* **Data for this task**
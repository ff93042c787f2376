//! Loyalty tier lookup.
//!
//! Maps a tier identifier to the tint applied over the background, the label
//! of the next tier up and the card graphic shown under the arcs.

use serde::{Deserialize, Serialize};
use std::fmt;

use crate::color::Rgb;

/// The five named loyalty tiers.
#[derive(Debug, Clone, Copy, PartialEq, Eq, Hash, Serialize, Deserialize)]
#[serde(rename_all = "lowercase")]
pub enum Tier {
    Classic,
    Silver,
    Gold,
    Platinum,
    Diamond,
}

impl Tier {
    pub const ALL: [Tier; 5] = [
        Tier::Classic,
        Tier::Silver,
        Tier::Gold,
        Tier::Platinum,
        Tier::Diamond,
    ];

    /// Case-insensitive, whitespace-tolerant parse. Unknown values yield `None`.
    pub fn parse(input: &str) -> Option<Self> {
        match input.trim().to_ascii_lowercase().as_str() {
            "classic" => Some(Tier::Classic),
            "silver" => Some(Tier::Silver),
            "gold" => Some(Tier::Gold),
            "platinum" => Some(Tier::Platinum),
            "diamond" => Some(Tier::Diamond),
            _ => None,
        }
    }

    pub fn as_str(&self) -> &'static str {
        match self {
            Tier::Classic => "classic",
            Tier::Silver => "silver",
            Tier::Gold => "gold",
            Tier::Platinum => "platinum",
            Tier::Diamond => "diamond",
        }
    }
}

impl Default for Tier {
    fn default() -> Self {
        Tier::Gold
    }
}

impl fmt::Display for Tier {
    fn fmt(&self, f: &mut fmt::Formatter<'_>) -> fmt::Result {
        f.write_str(self.as_str())
    }
}

/// Assets and colors derived from a tier.
#[derive(Debug, Clone, PartialEq, Eq)]
pub struct TierAssets {
    pub tint_color: Rgb,
    pub next_tier_label: &'static str,
    pub card_asset_name: &'static str,
}

const CLASSIC: TierAssets = TierAssets {
    tint_color: Rgb::new(0x05, 0x00, 0x33),
    next_tier_label: "Silver",
    card_asset_name: "card_silver.png",
};

const SILVER: TierAssets = TierAssets {
    tint_color: Rgb::new(0x76, 0x77, 0x7A),
    next_tier_label: "Gold",
    card_asset_name: "card_gold.png",
};

const GOLD: TierAssets = TierAssets {
    tint_color: Rgb::new(0xAF, 0x91, 0x3A),
    next_tier_label: "Platinum",
    card_asset_name: "card_platinum.png",
};

const PLATINUM: TierAssets = TierAssets {
    tint_color: Rgb::new(0x39, 0x40, 0x49),
    next_tier_label: "Diamond",
    card_asset_name: "card_diamond.png",
};

/// Diamond and unrecognized tiers: diamond card and label with the gold tint.
const FALLBACK: TierAssets = TierAssets {
    tint_color: Rgb::new(0xAF, 0x91, 0x3A),
    next_tier_label: "Diamond",
    card_asset_name: "card_diamond.png",
};

/// Pure tier-to-assets table.
#[derive(Debug, Clone, Copy, Default)]
pub struct TierPolicy;

impl TierPolicy {
    /// Resolve raw tier input (any case, surrounding whitespace allowed).
    pub fn resolve(&self, tier_input: &str) -> TierAssets {
        self.resolve_tier(Tier::parse(tier_input))
    }

    pub fn resolve_tier(&self, tier: Option<Tier>) -> TierAssets {
        match tier {
            Some(Tier::Classic) => CLASSIC,
            Some(Tier::Silver) => SILVER,
            Some(Tier::Gold) => GOLD,
            Some(Tier::Platinum) => PLATINUM,
            Some(Tier::Diamond) | None => FALLBACK,
        }
    }
}

#[cfg(test)]
mod tests {
    use super::*;

    #[test]
    fn test_parse_is_case_insensitive_and_trimmed() {
        assert_eq!(Tier::parse("  PlAtInUm "), Some(Tier::Platinum));
        assert_eq!(Tier::parse("gold"), Some(Tier::Gold));
        assert_eq!(Tier::parse("bronze"), None);
    }

    #[test]
    fn test_tier_names_round_trip() {
        for tier in Tier::ALL {
            assert_eq!(Tier::parse(tier.as_str()), Some(tier));
        }
    }
}
//! Status badge rendering.
//!
//! Draws the loyalty status badge on a supersampled canvas and downsamples it
//! to the output size:
//! - Capped progress arcs
//! - Centered single-line text with simulated bold and letter spacing
//! - Tier tint, card and icon compositing
//! - RGBA PNG encoding

pub mod arc;
pub mod assets;
pub mod canvas;
pub mod composer;
pub mod png;
pub mod text;

pub use assets::{AssetProvider, FsAssetProvider, HttpAssetProvider, MemoryAssetProvider};
pub use composer::{BadgeComposer, BadgeLayout, Rect, RenderedBadge, RingLayout, StatsRowLayout};
pub use text::{BadgeFont, FontFace};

* **Aim of the exercise**
The answer must be the line containing "and letter spacing" and every line after it through the end of the records, repeated exactly.

* **Solution to this exercise**
//! - Centered single-line text with simulated bold and letter spacing
//! - Tier tint, card and icon compositing
//! - RGBA PNG encoding

pub mod arc;
pub mod assets;
pub mod canvas;
pub mod composer;
pub mod png;
pub mod text;

pub use assets::{AssetProvider, FsAssetProvider, HttpAssetProvider, MemoryAssetProvider};
pub use composer::{BadgeComposer, BadgeLayout, Rect, RenderedBadge, RingLayout, StatsRowLayout};
pub use text::{BadgeFont, FontFace};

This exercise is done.